▸ **Task**:
Reproduce all entries word for word.

[Stored data entries]
..........

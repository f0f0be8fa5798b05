use std::fmt::{self, Write};
use std::str::FromStr;

/// Digest width in bytes (128 bits).
pub const FINGERPRINT_LEN: usize = 16;

/// Content digest compared across runs. Equality is byte-exact.
#[derive(Debug, Clone, Copy, PartialEq, Eq, Hash)]
pub struct Fingerprint([u8; FINGERPRINT_LEN]);

#[derive(Debug, thiserror::Error, PartialEq, Eq)]
pub enum FingerprintParseError {
    #[error("expected {expected} hex digits, found {found}")]
    Length { expected: usize, found: usize },
    #[error("invalid hex digit {0:?}")]
    InvalidDigit(char),
}

impl Fingerprint {
    pub const fn from_bytes(bytes: [u8; FINGERPRINT_LEN]) -> Self {
        Self(bytes)
    }

    pub fn as_bytes(&self) -> &[u8; FINGERPRINT_LEN] {
        &self.0
    }

    /// Lowercase hex, 32 characters.
    pub fn to_hex(&self) -> String {
        let mut hex = String::with_capacity(FINGERPRINT_LEN * 2);
        for byte in &self.0 {
            let _ = write!(&mut hex, "{byte:02x}");
        }
        hex
    }
}

impl fmt::Display for Fingerprint {
    fn fmt(&self, f: &mut fmt::Formatter<'_>) -> fmt::Result {
        f.write_str(&self.to_hex())
    }
}

impl FromStr for Fingerprint {
    type Err = FingerprintParseError;

    /// Parses hex text, ignoring surrounding whitespace and digit case.
    fn from_str(s: &str) -> Result<Self, Self::Err> {
        let trimmed = s.trim();
        if let Some(bad) = trimmed.chars().find(|c| !c.is_ascii_hexdigit()) {
            return Err(FingerprintParseError::InvalidDigit(bad));
        }
        if trimmed.len() != FINGERPRINT_LEN * 2 {
            return Err(FingerprintParseError::Length {
                expected: FINGERPRINT_LEN * 2,
                found: trimmed.len(),
            });
        }

        let mut bytes = [0u8; FINGERPRINT_LEN];
        for (slot, pair) in bytes.iter_mut().zip(trimmed.as_bytes().chunks_exact(2)) {
            *slot = (hex_value(pair[0]) << 4) | hex_value(pair[1]);
        }
        Ok(Self(bytes))
    }
}

// Callers have already checked `is_ascii_hexdigit`.
fn hex_value(digit: u8) -> u8 {
    match digit {
        b'0'..=b'9' => digit - b'0',
        b'a'..=b'f' => digit - b'a' + 10,
        _ => digit - b'A' + 10,
    }
}

#[cfg(test)]
mod tests {
    use super::*;

    #[test]
    fn hex_digit_values() {
        assert_eq!(hex_value(b'0'), 0);
        assert_eq!(hex_value(b'9'), 9);
        assert_eq!(hex_value(b'a'), 10);
        assert_eq!(hex_value(b'F'), 15);
    }
}
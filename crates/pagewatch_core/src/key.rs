use std::fmt;

use url::Url;

/// Identity of a monitored target; one persisted fingerprint exists per key.
///
/// Built from the target URL so that trivially different spellings
/// (`HTTPS://Example.com/` vs `https://example.com`) share one state slot.
#[derive(Debug, Clone, PartialEq, Eq, Hash, PartialOrd, Ord)]
pub struct MonitorKey(String);

impl MonitorKey {
    pub fn from_url(raw: &str) -> Self {
        Self(normalize_url_for_key(raw))
    }

    pub fn as_str(&self) -> &str {
        &self.0
    }
}

impl fmt::Display for MonitorKey {
    fn fmt(&self, f: &mut fmt::Formatter<'_>) -> fmt::Result {
        f.write_str(&self.0)
    }
}

fn normalize_url_for_key(raw: &str) -> String {
    let trimmed = raw.trim();
    let Ok(mut url) = Url::parse(trimmed) else {
        return trimmed.to_ascii_lowercase();
    };
    // Fragments never reach the server.
    url.set_fragment(None);

    let path = url.path().to_string();
    if path.len() > 1 && path.ends_with('/') {
        url.set_path(path.trim_end_matches('/'));
    }

    let mut normalized = url.to_string();
    if url.path() == "/" && url.query().is_none() {
        normalized.pop();
    }
    normalized
}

..........

▸ **Reply to the exercise**:
repository f0f0be8fa5798b05
use std::fmt::{self, Write};
use std::str::FromStr;

/// Digest width in bytes (128 bits).
pub const FINGERPRINT_LEN: usize = 16;

/// Content digest compared across runs. Equality is byte-exact.
#[derive(Debug, Clone, Copy, PartialEq, Eq, Hash)]
pub struct Fingerprint([u8; FINGERPRINT_LEN]);

#[derive(Debug, thiserror::Error, PartialEq, Eq)]
pub enum FingerprintParseError {
    #[error("expected {expected} hex digits, found {found}")]
    Length { expected: usize, found: usize },
    #[error("invalid hex digit {0:?}")]
    InvalidDigit(char),
}

impl Fingerprint {
    pub const fn from_bytes(bytes: [u8; FINGERPRINT_LEN]) -> Self {
        Self(bytes)
    }

    pub fn as_bytes(&self) -> &[u8; FINGERPRINT_LEN] {
        &self.0
    }

    /// Lowercase hex, 32 characters.
    pub fn to_hex(&self) -> String {
        let mut hex = String::with_capacity(FINGERPRINT_LEN * 2);
        for byte in &self.0 {
            let _ = write!(&mut hex, "{byte:02x}");
        }
        hex
    }
}

impl fmt::Display for Fingerprint {
    fn fmt(&self, f: &mut fmt::Formatter<'_>) -> fmt::Result {
        f.write_str(&self.to_hex())
    }
}

impl FromStr for Fingerprint {
    type Err = FingerprintParseError;

    /// Parses hex text, ignoring surrounding whitespace and digit case.
    fn from_str(s: &str) -> Result<Self, Self::Err> {
        let trimmed = s.trim();
        if let Some(bad) = trimmed.chars().find(|c| !c.is_ascii_hexdigit()) {
            return Err(FingerprintParseError::InvalidDigit(bad));
        }
        if trimmed.len() != FINGERPRINT_LEN * 2 {
            return Err(FingerprintParseError::Length {
                expected: FINGERPRINT_LEN * 2,
                found: trimmed.len(),
            });
        }

        let mut bytes = [0u8; FINGERPRINT_LEN];
        for (slot, pair) in bytes.iter_mut().zip(trimmed.as_bytes().chunks_exact(2)) {
            *slot = (hex_value(pair[0]) << 4) | hex_value(pair[1]);
        }
        Ok(Self(bytes))
    }
}

// Callers have already checked `is_ascii_hexdigit`.
fn hex_value(digit: u8) -> u8 {
    match digit {
        b'0'..=b'9' => digit - b'0',
        b'a'..=b'f' => digit - b'a' + 10,
        _ => digit - b'A' + 10,
    }
}

#[cfg(test)]
mod tests {
    use super::*;

    #[test]
    fn hex_digit_values() {
        assert_eq!(hex_value(b'0'), 0);
        assert_eq!(hex_value(b'9'), 9);
        assert_eq!(hex_value(b'a'), 10);
        assert_eq!(hex_value(b'F'), 15);
    }
}
filename crates/pagewatch_core/src/key.rs
use std::fmt;

use url::Url;

/// Identity of a monitored target; one persisted fingerprint exists per key.
///
/// Built from the target URL so that trivially different spellings
/// (`HTTPS://Example.com/` vs `https://example.com`) share one state slot.
#[derive(Debug, Clone, PartialEq, Eq, Hash, PartialOrd, Ord)]
pub struct MonitorKey(String);

impl MonitorKey {
    pub fn from_url(raw: &str) -> Self {
        Self(normalize_url_for_key(raw))
    }

    pub fn as_str(&self) -> &str {
        &self.0
    }
}

impl fmt::Display for MonitorKey {
    fn fmt(&self, f: &mut fmt::Formatter<'_>) -> fmt::Result {
        f.write_str(&self.0)
    }
}

fn normalize_url_for_key(raw: &str) -> String {
    let trimmed = raw.trim();
    let Ok(mut url) = Url::parse(trimmed) else {
        return trimmed.to_ascii_lowercase();
    };
    // Fragments never reach the server.
    url.set_fragment(None);

    let path = url.path().to_string();
    if path.len() > 1 && path.ends_with('/') {
        url.set_path(path.trim_end_matches('/'));
    }

    let mut normalized = url.to_string();
    if url.path() == "/" && url.query().is_none() {
        normalized.pop();
    }
    normalized
}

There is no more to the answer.